Juliusz Kaden-Bandrowski (/pl/; 24 February 1885 – 8 August 1944) was a Polish journalist and novelist. Between 1933 and 1939 he was a secretary general of the Polish Academy of Literature (Polska Akademia Literatury) in the Second Polish Republic.

== Life ==
Born in Rzeszów, Juliusz Kazimierz Kaden-Bandrowski studied piano at conservatories in Lwów, Kraków and Leipzig. While studying at Brussels, he switched his interests to philosophy. During World War I, he served as aide to Józef Piłsudski and as chronicler to the First Brigade of the Polish Legions.
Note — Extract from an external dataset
// Adapters layer: concrete implementations for external systems (workbooks, storage).

pub mod storage;
pub mod xlsx;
In 1907 he had begun working as a correspondent for the Polish press. After World War I, he associated himself with the Skamander group of Polish experimental poets founded in 1918, and in 1933 joined the Polish Academy of Literature. During World War II, Kaden-Bandrowski declined to leave German-occupied Warsaw, to which he had moved during the Interbellum. He participated in underground teaching and gave music lessons. He was arrested and interrogated by the Gestapo. He died on 8 August 1944 in Warsaw, a week into the Warsaw Uprising.

His novels show insights and fidelity to facts; behaviorist and expressionist elements; and combinations of different styles and literary techniques.

== Family ==
Kaden-Bandrowski was the son of Juliusz Marian Bandrowski and his wife, Helena, née Kaden. Juliusz's brother was Jerzy Bandrowski (1883–1940), a journalist, novelist and translator from English to Polish.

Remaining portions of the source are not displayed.